Looking back, I can see that life was right.

Losing Terry felt like the piece that shattered the entire puzzle. Nothing made sense. The picture I thought I was building disappeared overnight. Yet over time, new pieces appeared. Winterpast. New friends. A church family. A blog. Writing. A deeper faith. Love and laughter where I never expected to find them again.

None of those pieces were visible when I was staring at the empty spaces before me.

The same thing happens in the garden. A bare patch of dirt looks hopeless until spring arrives. Then, suddenly, tiny shoots appear where there seemed to be nothing at all. What looked empty was simply waiting for the right season.

Perhaps that is true of life as well.

We spend so much time focusing on the missing pieces that we forget to step back and look at the picture as a whole, becoming frustrated by what isn’t finished. We worry about what doesn’t make sense and try to force things into places they were never meant to go.

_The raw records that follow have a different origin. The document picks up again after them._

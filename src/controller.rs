//! The bookmark controller: public operations over the collection.
//!
//! Consumes user commands and filesystem events, mutates the collection,
//! notifies subscribers, and schedules debounced saves. The collection lives
//! behind a lock so the debounced save worker always serializes the latest
//! in-memory state; refresh passes only ever touch status fields, so a
//! structural edit racing a refresh always wins.

use crate::collection::Collection;
use crate::error::{ModelError, StoreError};
use crate::events::FileEvent;
use crate::item::{FileStatus, Item};
use crate::paths::{self, WorkspaceRoots};
use crate::probe::{LineProbe, ProbeResult};
use crate::schedule::DebouncedTask;
use crate::store::BookmarkStore;
use parking_lot::{RwLock, RwLockReadGuard};
use std::collections::HashMap;
use std::path::{Path, PathBuf};
use std::sync::atomic::{AtomicBool, Ordering};
use std::sync::Arc;
use std::time::Duration;
use tracing::{debug, info, warn};

/// What a mutation touched, for subscribers that refresh partially.
#[derive(Debug, Clone, PartialEq, Eq)]
pub enum Change {
    All,
    /// Only these keys changed (status reclassification).
    Items(Vec<String>),
}

type Listener = Box<dyn Fn(&Change) + Send + Sync>;

/// Outcome of a toggle at a file position.
#[derive(Debug, Clone, PartialEq, Eq)]
pub enum ToggleOutcome {
    Added(String),
    Removed(String),
}

pub struct Controller {
    collection: Arc<RwLock<Collection>>,
    store: Arc<dyn BookmarkStore>,
    probe: Arc<dyn LineProbe>,
    saver: DebouncedTask,
    listeners: RwLock<Vec<Listener>>,
    refresh_in_flight: AtomicBool,
}

impl Controller {
    pub fn new(
        roots: WorkspaceRoots,
        store: Arc<dyn BookmarkStore>,
        probe: Arc<dyn LineProbe>,
        save_debounce: Duration,
    ) -> Self {
        let collection = Arc::new(RwLock::new(Collection::new(roots)));

        let saver = {
            let collection = Arc::clone(&collection);
            let store = Arc::clone(&store);
            DebouncedTask::new(save_debounce, move || {
                let records = collection.read().to_records();
                if let Err(e) = store.save(&records) {
                    warn!(error = %e, "failed to save bookmarks");
                }
            })
        };

        Self {
            collection,
            store,
            probe,
            saver,
            listeners: RwLock::new(Vec::new()),
            refresh_in_flight: AtomicBool::new(false),
        }
    }

    /// Read access for the view layer, valid between change notifications.
    pub fn read(&self) -> RwLockReadGuard<'_, Collection> {
        self.collection.read()
    }

    /// Subscribe to change notifications, fired after any mutation.
    pub fn subscribe(&self, listener: impl Fn(&Change) + Send + Sync + 'static) {
        self.listeners.write().push(Box::new(listener));
    }

    fn notify(&self, change: &Change) {
        for listener in self.listeners.read().iter() {
            listener(change);
        }
    }

    /// Notify and schedule a debounced save.
    fn changed(&self, change: Change) {
        self.notify(&change);
        self.saver.request();
    }

    // --- persistence ---

    /// Replace the in-memory collection from the store. A missing or
    /// unreadable store yields an empty collection; statuses are stale until
    /// the next refresh pass.
    pub fn load(&self) {
        let records = match self.store.load() {
            Ok(records) => records,
            Err(e) => {
                warn!(error = %e, "failed to load bookmark store, starting empty");
                Vec::new()
            }
        };
        let mut collection = self.collection.write();
        collection.load_records(&records);
        info!(count = collection.len(), "loaded bookmarks");
        drop(collection);
        self.notify(&Change::All);
    }

    /// Save immediately, claiming any pending debounced save.
    pub fn save_now(&self) -> Result<(), StoreError> {
        self.saver.cancel();
        let records = self.collection.read().to_records();
        self.store.save(&records)
    }

    /// Run a pending debounced save synchronously, if any. For shutdown and
    /// deterministic tests.
    pub fn flush_pending_save(&self) {
        self.saver.flush();
    }

    pub fn has_pending_save(&self) -> bool {
        self.saver.is_pending()
    }

    // --- user commands ---

    /// Add a bookmark at `file_path`:`line_number`, or remove the existing
    /// one. A new bookmark lands in `parent_folder` when one is given.
    pub fn toggle(
        &self,
        file_path: &Path,
        line_number: u32,
        parent_folder: Option<&str>,
    ) -> ToggleOutcome {
        let file_path = paths::normalize(file_path);
        let outcome = {
            let mut collection = self.collection.write();
            let item = Item::bookmark(collection.roots(), &file_path, line_number, None, None);
            if collection.find(&item) {
                let key = item.key();
                collection.remove_by_key(&key);
                ToggleOutcome::Removed(key)
            } else {
                let item = item.with_parent(parent_folder.map(str::to_string));
                let key = item.key();
                collection.add(item);
                ToggleOutcome::Added(key)
            }
        };
        debug!(outcome = ?outcome, "toggled bookmark");
        self.changed(Change::All);
        outcome
    }

    /// Create a folder. The name must be non-empty after trimming and unique;
    /// a parent folder given here is expanded so the new entry is visible.
    pub fn add_folder(&self, name: &str, parent_folder: Option<&str>) -> Result<(), ModelError> {
        let name = name.trim();
        if name.is_empty() {
            return Err(ModelError::EmptyFolderName);
        }
        {
            let mut collection = self.collection.write();
            if collection.is_folder_name_used(name) {
                return Err(ModelError::DuplicateFolderName(name.to_string()));
            }
            collection.add(Item::folder(name, parent_folder.map(str::to_string), false));
            if let Some(parent) = parent_folder {
                collection.set_expanded(parent, true);
            }
        }
        info!(name = %name, "added folder");
        self.changed(Change::All);
        Ok(())
    }

    /// Relabel a bookmark or rename a folder (children follow).
    pub fn rename(&self, key: &str, new_label: &str) -> Result<(), ModelError> {
        self.collection.write().rename(key, new_label)?;
        self.changed(Change::All);
        Ok(())
    }

    /// Remove an item by key; folders cascade to their descendants.
    pub fn delete(&self, key: &str) -> bool {
        let removed = self.collection.write().remove_by_key(key);
        if removed {
            self.changed(Change::All);
        }
        removed
    }

    pub fn clear_all(&self) {
        self.collection.write().clear();
        info!("cleared all bookmarks");
        self.changed(Change::All);
    }

    /// Reorder: put `source_key` immediately before `target_key`.
    pub fn move_before(&self, source_key: &str, target_key: &str) -> bool {
        let moved = {
            let mut collection = self.collection.write();
            let (Some(source), Some(target)) = (
                collection.get(source_key).cloned(),
                collection.get(target_key).cloned(),
            ) else {
                return false;
            };
            collection.move_before(&source, &target)
        };
        if moved {
            self.changed(Change::All);
        }
        moved
    }

    /// Re-link `keys` under `folder` (top level when `None`). Rejects moves
    /// that would introduce a cycle.
    pub fn set_parent(&self, keys: &[String], folder: Option<&str>) -> Result<(), ModelError> {
        self.collection.write().set_parent(keys, folder)?;
        self.changed(Change::All);
        Ok(())
    }

    /// Record a folder's expansion state (UI flag; persisted, no re-render
    /// needed).
    pub fn set_expanded(&self, key: &str, expanded: bool) {
        if self.collection.write().set_expanded(key, expanded) {
            self.saver.request();
        }
    }

    // --- filesystem reconciliation ---

    /// Apply one filesystem event. Removals mark bookmarks missing; renames
    /// re-key bookmarks onto the new path and reclassify it; edits and
    /// creations reclassify the touched path.
    pub async fn on_file_event(&self, event: FileEvent) {
        match event {
            FileEvent::Removed(path) => {
                let path = paths::normalize(&path);
                let changed = self.collection.write().on_file_deleted(&path);
                if !changed.is_empty() {
                    self.changed(Change::Items(changed));
                }
            }
            FileEvent::Renamed { from, to } => {
                let from = paths::normalize(&from);
                let to = paths::normalize(&to);
                self.collection.write().on_file_renamed(&from, &to);
                self.reclassify_path(&to).await;
                self.changed(Change::All);
            }
            FileEvent::Created(path) | FileEvent::Modified(path) => {
                let path = paths::normalize(&path);
                let changed = self.reclassify_path(&path).await;
                if !changed.is_empty() {
                    self.notify(&Change::Items(changed));
                }
            }
        }
    }

    /// Probe `path` and reclassify every bookmark on it. Skips the probe when
    /// no bookmark references the path.
    async fn reclassify_path(&self, path: &Path) -> Vec<String> {
        let referenced = self
            .collection
            .read()
            .items()
            .iter()
            .any(|i| i.file_path() == Some(path));
        if !referenced {
            return Vec::new();
        }

        match self.probe.resolve(path).await {
            ProbeResult::Present { line_count } => {
                self.collection.write().on_file_changed(path, line_count)
            }
            ProbeResult::Missing => self.collection.write().on_file_deleted(path),
        }
    }

    /// Sequential status refresh over all bookmarks, one probe per distinct
    /// file. A refresh requested while one is in flight is skipped; the
    /// running pass completes. Returns the keys whose status changed.
    pub async fn refresh_status(&self) -> Vec<String> {
        if self.refresh_in_flight.swap(true, Ordering::SeqCst) {
            debug!("status refresh already in flight, skipping");
            return Vec::new();
        }

        let targets = self.collection.read().bookmark_targets();
        let mut line_counts: HashMap<PathBuf, ProbeResult> = HashMap::new();
        let mut changed = Vec::new();

        for (key, path, line) in targets {
            let result = match line_counts.get(&path) {
                Some(cached) => *cached,
                None => {
                    let probed = self.probe.resolve(&path).await;
                    line_counts.insert(path.clone(), probed);
                    probed
                }
            };
            let status = match result {
                ProbeResult::Missing => FileStatus::FileNotExist,
                ProbeResult::Present { line_count } if line > line_count => {
                    FileStatus::LineNotExist
                }
                ProbeResult::Present { .. } => FileStatus::LineExist,
            };
            // The bookmark may have been removed while we were probing;
            // set_status is then a no-op.
            if self.collection.write().set_status(&key, status) {
                changed.push(key);
            }
        }

        self.refresh_in_flight.store(false, Ordering::SeqCst);
        if !changed.is_empty() {
            self.notify(&Change::Items(changed.clone()));
        }
        changed
    }
}
//! The bookmark collection.
//!
//! Owns the full ordered set of [`Item`]s as a flat list; the folder hierarchy
//! is implicit in each item's parent key. The collection is the sole mutator:
//! every structural operation, reconciliation against file events, and the
//! persistence record round-trip lives here.

use crate::error::ModelError;
use crate::item::{FileStatus, Item, ItemRecord};
use crate::paths::WorkspaceRoots;
use std::collections::{HashMap, HashSet};
use std::path::{Path, PathBuf};
use tracing::{debug, warn};

/// Ordered collection of bookmarks and folders.
///
/// Insertion order is the persisted order. A key index over the list gives
/// O(1) lookups; it is rebuilt after any structural mutation.
#[derive(Debug, Clone, Default)]
pub struct Collection {
    roots: WorkspaceRoots,
    items: Vec<Item>,
    index: HashMap<String, usize>,
}

impl Collection {
    pub fn new(roots: WorkspaceRoots) -> Self {
        Self {
            roots,
            items: Vec::new(),
            index: HashMap::new(),
        }
    }

    pub fn roots(&self) -> &WorkspaceRoots {
        &self.roots
    }

    pub fn len(&self) -> usize {
        self.items.len()
    }

    pub fn is_empty(&self) -> bool {
        self.items.is_empty()
    }

    /// All items in insertion order.
    pub fn items(&self) -> &[Item] {
        &self.items
    }

    pub fn get(&self, key: &str) -> Option<&Item> {
        self.index.get(key).map(|&i| &self.items[i])
    }

    pub fn contains_key(&self, key: &str) -> bool {
        self.index.contains_key(key)
    }

    /// True iff an item with the same key exists. Invalid items never match.
    pub fn find(&self, item: &Item) -> bool {
        if !item.is_valid() {
            return false;
        }
        self.contains_key(&item.key())
    }

    /// Insert an item. Invalid items are dropped silently. A folder whose name
    /// is already taken is rejected (folder names are unique); a bookmark with
    /// an existing key replaces it, moving to the end of the order.
    ///
    /// Returns whether the collection changed.
    pub fn add(&mut self, item: Item) -> bool {
        if !item.is_valid() {
            debug!("ignoring invalid item");
            return false;
        }

        let key = item.key();
        if item.is_folder() && self.is_folder_name_used(&key) {
            warn!(key = %key, "folder name already in use, not adding");
            return false;
        }
        if self.contains_key(&key) {
            // Last write wins; re-insertion moves the item to the end.
            self.remove_by_key(&key);
        }

        debug!(key = %key, folder = item.is_folder(), "adding item");
        self.items.push(item);
        self.reindex();
        true
    }

    /// Remove an item by key. Removing a folder cascades to every descendant.
    /// Invalid items are ignored.
    pub fn remove(&mut self, item: &Item) -> bool {
        if !item.is_valid() {
            return false;
        }
        self.remove_by_key(&item.key())
    }

    /// Remove by key, cascading through folders of arbitrary depth. Children
    /// are gathered from a stable snapshot before each recursion step, and a
    /// visited set guards against corrupt (cyclic) parent links.
    pub fn remove_by_key(&mut self, key: &str) -> bool {
        let mut visited = HashSet::new();
        let removed = self.remove_cascade(key, &mut visited);
        if removed {
            self.reindex();
            debug!(key = %key, "removed item");
        }
        removed
    }

    fn remove_cascade(&mut self, key: &str, visited: &mut HashSet<String>) -> bool {
        if !visited.insert(key.to_string()) {
            warn!(key = %key, "cycle in parent links during cascade removal");
            return false;
        }

        let Some(pos) = self.items.iter().position(|i| i.key() == key) else {
            return false;
        };
        let item = self.items.remove(pos);

        if item.is_folder() {
            let children: Vec<String> = self
                .items
                .iter()
                .filter(|i| i.parent_folder() == Some(key))
                .map(|i| i.key())
                .collect();
            for child in children {
                self.remove_cascade(&child, visited);
            }
        }
        true
    }

    /// Whether some folder already carries this exact name (case-sensitive).
    pub fn is_folder_name_used(&self, name: &str) -> bool {
        self.items
            .iter()
            .any(|i| i.is_folder() && i.label() == Some(name))
    }

    /// Items directly contained in `folder`, in insertion order. Empty when
    /// `folder` is not a folder. Children are matched on the folder's key,
    /// the single canonical folder identity.
    pub fn direct_children(&self, folder: &Item) -> Vec<&Item> {
        if !folder.is_folder() {
            return Vec::new();
        }
        let key = folder.key();
        self.items
            .iter()
            .filter(|i| i.parent_folder() == Some(key.as_str()))
            .collect()
    }

    /// All descendants of `folder`, pre-order.
    pub fn all_children(&self, folder: &Item) -> Vec<&Item> {
        let mut out = Vec::new();
        let mut visited = HashSet::new();
        self.collect_children(folder, &mut out, &mut visited);
        out
    }

    fn collect_children<'a>(
        &'a self,
        folder: &Item,
        out: &mut Vec<&'a Item>,
        visited: &mut HashSet<String>,
    ) {
        if !folder.is_folder() || !visited.insert(folder.key()) {
            return;
        }
        for child in self.direct_children(folder) {
            out.push(child);
            if child.is_folder() {
                self.collect_children(child, out, visited);
            }
        }
    }

    /// The folder containing `item`, when its parent link resolves. A dangling
    /// reference yields `None` and the item renders at top level until fixed.
    pub fn get_parent(&self, item: &Item) -> Option<&Item> {
        let parent_key = item.parent_folder()?;
        self.get(parent_key)
    }

    /// Ancestors of `item` from its parent up to the root. A visited set keeps
    /// a corrupt parent-link cycle from looping forever.
    pub fn parent_chain(&self, item: &Item) -> Vec<&Item> {
        let mut chain = Vec::new();
        let mut visited = HashSet::new();
        let mut current = self.get_parent(item);
        while let Some(parent) = current {
            if !visited.insert(parent.key()) {
                warn!(key = %parent.key(), "cycle in parent links during ancestry walk");
                break;
            }
            chain.push(parent);
            current = self.get_parent(parent);
        }
        chain
    }

    /// Reposition `source` immediately before `target` in the order. No-op if
    /// either is invalid, absent, or they are the same item.
    pub fn move_before(&mut self, source: &Item, target: &Item) -> bool {
        if !source.is_valid() || !target.is_valid() {
            return false;
        }
        let (Some(&target_idx), Some(&source_idx)) = (
            self.index.get(&target.key()),
            self.index.get(&source.key()),
        ) else {
            return false;
        };
        if target_idx == source_idx {
            return false;
        }

        // Insert at the target's pre-removal index, then delete the original
        // occurrence, compensating for the shift the insertion introduced.
        let moved = self.items[source_idx].clone();
        self.items.insert(target_idx, moved);
        if source_idx > target_idx {
            self.items.remove(source_idx + 1);
        } else {
            self.items.remove(source_idx);
        }
        self.reindex();
        true
    }

    /// Rename an item. For bookmarks this changes only the free-text label
    /// (empty clears it); identity is untouched. For folders the name is the
    /// key, so the new name is validated and every direct child is re-linked.
    pub fn rename(&mut self, key: &str, new_label: &str) -> Result<(), ModelError> {
        let pos = *self
            .index
            .get(key)
            .ok_or_else(|| ModelError::UnknownItem(key.to_string()))?;

        let new_label = new_label.trim();
        if !self.items[pos].is_folder() {
            let label = if new_label.is_empty() {
                None
            } else {
                Some(new_label.to_string())
            };
            self.items[pos] = self.items[pos].with_label(label);
            return Ok(());
        }

        if new_label.is_empty() {
            return Err(ModelError::EmptyFolderName);
        }
        if new_label != key && self.is_folder_name_used(new_label) {
            return Err(ModelError::DuplicateFolderName(new_label.to_string()));
        }

        for item in &mut self.items {
            if item.parent_folder() == Some(key) {
                *item = item.with_parent(Some(new_label.to_string()));
            }
        }
        self.items[pos] = self.items[pos].with_label(Some(new_label.to_string()));
        self.reindex();
        debug!(from = %key, to = %new_label, "renamed folder");
        Ok(())
    }

    /// Re-link `keys` under `folder` (or to top level when `None`). Rejected
    /// when any moved item is the target folder itself or one of its
    /// ancestors; a committed cycle in parent links is never representable.
    pub fn set_parent(&mut self, keys: &[String], folder: Option<&str>) -> Result<(), ModelError> {
        if let Some(folder_key) = folder {
            let target = self
                .get(folder_key)
                .ok_or_else(|| ModelError::UnknownItem(folder_key.to_string()))?;

            let mut forbidden: HashSet<String> = HashSet::new();
            forbidden.insert(target.key());
            for ancestor in self.parent_chain(target) {
                forbidden.insert(ancestor.key());
            }
            if let Some(cyclic) = keys.iter().find(|k| forbidden.contains(*k)) {
                return Err(ModelError::CyclicMove {
                    src: cyclic.clone(),
                    target: folder_key.to_string(),
                });
            }
        }

        for key in keys {
            if let Some(&pos) = self.index.get(key) {
                self.items[pos] = self.items[pos].with_parent(folder.map(str::to_string));
            }
        }
        Ok(())
    }

    /// Items that render at top level: no parent link, or one that no longer
    /// resolves.
    pub fn top_level(&self) -> Vec<&Item> {
        self.items
            .iter()
            .filter(|i| match i.parent_folder() {
                None => true,
                Some(parent) => !self.contains_key(parent),
            })
            .collect()
    }

    /// Render-time sibling query: the children of `parent` (top level when
    /// `None`), folders first, insertion order preserved within each group.
    pub fn view_children(&self, parent: Option<&Item>) -> Vec<&Item> {
        let mut children = match parent {
            None => self.top_level(),
            Some(folder) => self.direct_children(folder),
        };
        children.sort_by(|a, b| Item::compare(a, b));
        children
    }

    // --- reconciliation against external file events ---

    /// Every bookmark on `path` is marked missing. Structure is untouched.
    /// Returns the keys whose status actually changed.
    pub fn on_file_deleted(&mut self, path: &Path) -> Vec<String> {
        let mut changed = Vec::new();
        for item in &mut self.items {
            if item.file_path() == Some(path) && item.status() != Some(FileStatus::FileNotExist) {
                item.set_status(FileStatus::FileNotExist);
                changed.push(item.key());
            }
        }
        changed
    }

    /// Every bookmark on `old_path` moves to `new_path`; keys are re-derived
    /// and the entities keep their slots in the order.
    pub fn on_file_renamed(&mut self, old_path: &Path, new_path: &Path) {
        let roots = self.roots.clone();
        let mut touched = false;
        for item in &mut self.items {
            if item.file_path() == Some(old_path) {
                *item = item.with_file_path(&roots, new_path);
                touched = true;
            }
        }
        if touched {
            self.reindex();
            debug!(from = %old_path.display(), to = %new_path.display(), "bookmarks follow renamed file");
        }
    }

    /// Classify every bookmark on `path` against its current line count.
    /// Returns the keys whose status actually changed.
    pub fn on_file_changed(&mut self, path: &Path, line_count: u32) -> Vec<String> {
        let mut changed = Vec::new();
        for item in &mut self.items {
            if item.file_path() != Some(path) {
                continue;
            }
            let next = match item.line_number() {
                Some(line) if line > line_count => FileStatus::LineNotExist,
                Some(_) => FileStatus::LineExist,
                None => continue,
            };
            if item.status() != Some(next) {
                item.set_status(next);
                changed.push(item.key());
            }
        }
        changed
    }

    /// Snapshot of the probe targets for a status-refresh pass:
    /// `(key, file path, line number)` for every bookmark.
    pub fn bookmark_targets(&self) -> Vec<(String, PathBuf, u32)> {
        self.items
            .iter()
            .filter_map(|i| {
                Some((
                    i.key(),
                    i.file_path()?.to_path_buf(),
                    i.line_number()?,
                ))
            })
            .collect()
    }

    /// Set one bookmark's status; true when it changed. Used by refresh
    /// passes, which only ever touch status, never structure.
    pub fn set_status(&mut self, key: &str, status: FileStatus) -> bool {
        let Some(&pos) = self.index.get(key) else {
            return false;
        };
        if self.items[pos].status() == Some(status) {
            return false;
        }
        self.items[pos].set_status(status);
        true
    }

    /// Set a folder's expansion flag (UI state, persisted).
    pub fn set_expanded(&mut self, key: &str, expanded: bool) -> bool {
        let Some(&pos) = self.index.get(key) else {
            return false;
        };
        self.items[pos].set_expanded(expanded);
        true
    }

    pub fn clear(&mut self) {
        self.items.clear();
        self.index.clear();
    }

    // --- persistence round-trip ---

    /// Persisted form: the full ordered list, both variants tagged.
    pub fn to_records(&self) -> Vec<ItemRecord> {
        self.items.iter().map(Item::to_record).collect()
    }

    /// Replace the whole collection from persisted records. Records that do
    /// not reconstruct into a valid item are skipped with a warning.
    pub fn load_records(&mut self, records: &[ItemRecord]) {
        self.items.clear();
        for record in records {
            match Item::from_record(&self.roots, record) {
                Some(item) if item.is_valid() => self.items.push(item),
                _ => warn!("skipping malformed bookmark record"),
            }
        }
        self.reindex();
    }

    fn reindex(&mut self) {
        self.index.clear();
        for (pos, item) in self.items.iter().enumerate() {
            self.index.insert(item.key(), pos);
        }
    }
}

Meanwhile, God sees the entire picture.

He sees the pieces we’ve already placed. He sees the ones still waiting in the box and knows how they fit together long before we do.

Faith isn’t about understanding every piece. It’s about trusting the One who holds the picture on the front of the box.

Today, I’m grateful for the pieces I understand. And I’m learning to trust the pieces I don’t.

After all, the puzzle isn’t finished yet.